2009 Malaysian Grand Prix
- Date: 25 October 2009
- Official name: Shell Advance Malaysian Motorcycle Grand Prix
- Location: Sepang International Circuit
- Course: Permanent racing facility; 5.543 km (3.444 mi);

MotoGP

Pole position
- Rider: Valentino Rossi
- Time: 2:00.518

Fastest lap
- Rider: Valentino Rossi
- Time: 2:13.694

Podium
- First: Casey Stoner
- Second: Dani Pedrosa
- Third: Valentino Rossi

250cc

Pole position
- Rider: Hiroshi Aoyama
- Time: 2:06.767

Fastest lap
- Rider: Hiroshi Aoyama
- Time: 2:07.597

Podium
- First: Hiroshi Aoyama
- Second: Héctor Barberá
- Third: Marco Simoncelli

125cc

Pole position
- Rider: Marc Márquez
- Time: 2:13.756

Fastest lap
- Rider: Bradley Smith
- Time: 2:14.068

Podium
- First: Julián Simón
- Second: Bradley Smith
- Third: Pol Espargaró

= 2009 Malaysian motorcycle Grand Prix =

The 2009 Malaysian motorcycle Grand Prix was the sixteenth round of the 2009 Grand Prix motorcycle racing season.

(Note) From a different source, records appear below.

// SPDX-License-Identifier: MIT

//! Account registration and login routes.

use axum::{
    extract::State,
    routing::post,
    Json, Router,
};
use axum_extra::extract::cookie::{Cookie, CookieJar, SameSite};
use serde::{Deserialize, Serialize};
use std::sync::Arc;
use validator::Validate;

use crate::error::{AppError, Result};
use crate::middleware::auth::{create_jwt, SESSION_COOKIE};
use crate::models::User;
use crate::AppState;

pub fn routes() -> Router<Arc<AppState>> {
    Router::new()
        .route("/auth/register", post(register))
        .route("/auth/login", post(login))
        .route("/auth/logout", post(logout))
}

#[derive(Debug, Deserialize, Validate)]
pub struct RegisterRequest {
    #[validate(length(min = 1, max = 100, message = "first_name is required"))]
    pub first_name: String,
    #[validate(length(min = 1, max = 100, message = "last_name is required"))]
    pub last_name: String,
    #[validate(email(message = "email must be a valid address"))]
    pub email: String,
    #[validate(length(min = 8, message = "password must be at least 8 characters"))]
    pub password: String,
}

#[derive(Debug, Deserialize)]
pub struct LoginRequest {
    pub email: String,
    pub password: String,
}

#[derive(Serialize)]
pub struct UserResponse {
    pub id: String,
    pub first_name: String,
    pub last_name: String,
    pub email: String,
    pub image_url: String,
}

#[derive(Serialize)]
pub struct AuthResponse {
    pub token: String,
    pub user: UserResponse,
}

/// Register a new account and start a session.
///
/// A duplicate email surfaces through the unique index as a 400 naming
/// the field.
async fn register(
    State(state): State<Arc<AppState>>,
    jar: CookieJar,
    Json(payload): Json<RegisterRequest>,
) -> Result<(CookieJar, Json<AuthResponse>)> {
    payload
        .validate()
        .map_err(|e| AppError::BadRequest(e.to_string()))?;

    let user = User::new(
        &payload.first_name,
        &payload.last_name,
        &payload.email,
        &payload.password,
    )?;
    let user_id = state.db.insert_user(&user).await?;

    tracing::info!(user_id = %user_id, "User registered");
    issue_session(&state, jar, user_id, &user)
}

/// Log in with email and password.
async fn login(
    State(state): State<Arc<AppState>>,
    jar: CookieJar,
    Json(payload): Json<LoginRequest>,
) -> Result<(CookieJar, Json<AuthResponse>)> {
    let user = state
        .db
        .find_user_by_email(&payload.email)
        .await?
        .ok_or(AppError::Unauthorized)?;
    if !user.verify_password(&payload.password) {
        return Err(AppError::Unauthorized);
    }
    let user_id = user.id.ok_or(AppError::Unauthorized)?;

    tracing::info!(user_id = %user_id, "User logged in");
    issue_session(&state, jar, user_id, &user)
}

/// Clear the session cookie.
async fn logout(jar: CookieJar) -> (CookieJar, Json<serde_json::Value>) {
    let cookie = Cookie::build((SESSION_COOKIE, "")).path("/").build();
    (
        jar.remove(cookie),
        Json(serde_json::json!({ "success": true })),
    )
}

/// Issue a JWT as both a cookie and a response-body token.
fn issue_session(
    state: &AppState,
    jar: CookieJar,
    user_id: bson::oid::ObjectId,
    user: &User,
) -> Result<(CookieJar, Json<AuthResponse>)> {
    let token = create_jwt(
        &user_id,
        &user.display_name(),
        &user.email,
        &state.config.jwt_signing_key,
        state.config.jwt_expires_secs,
    )?;

    let cookie = Cookie::build((SESSION_COOKIE, token.clone()))
        .path("/")
        .http_only(true)
        .same_site(SameSite::Lax)
        .build();

    Ok((
        jar.add(cookie),
        Json(AuthResponse {
            token,
            user: UserResponse {
                id: user_id.to_hex(),
                first_name: user.first_name.clone(),
                last_name: user.last_name.clone(),
                email: user.email.clone(),
                image_url: user.image_url.clone(),
            },
        }),
    ))
}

It took place on the weekend of 23–25 October 2009 at the Sepang International Circuit. In wet conditions the race was dominated by Casey Stoner in a return to form following a mystery illness which ended his hopes of regaining the world championship title. Valentino Rossi finished third, which clinched the 2009 MotoGP championship for him.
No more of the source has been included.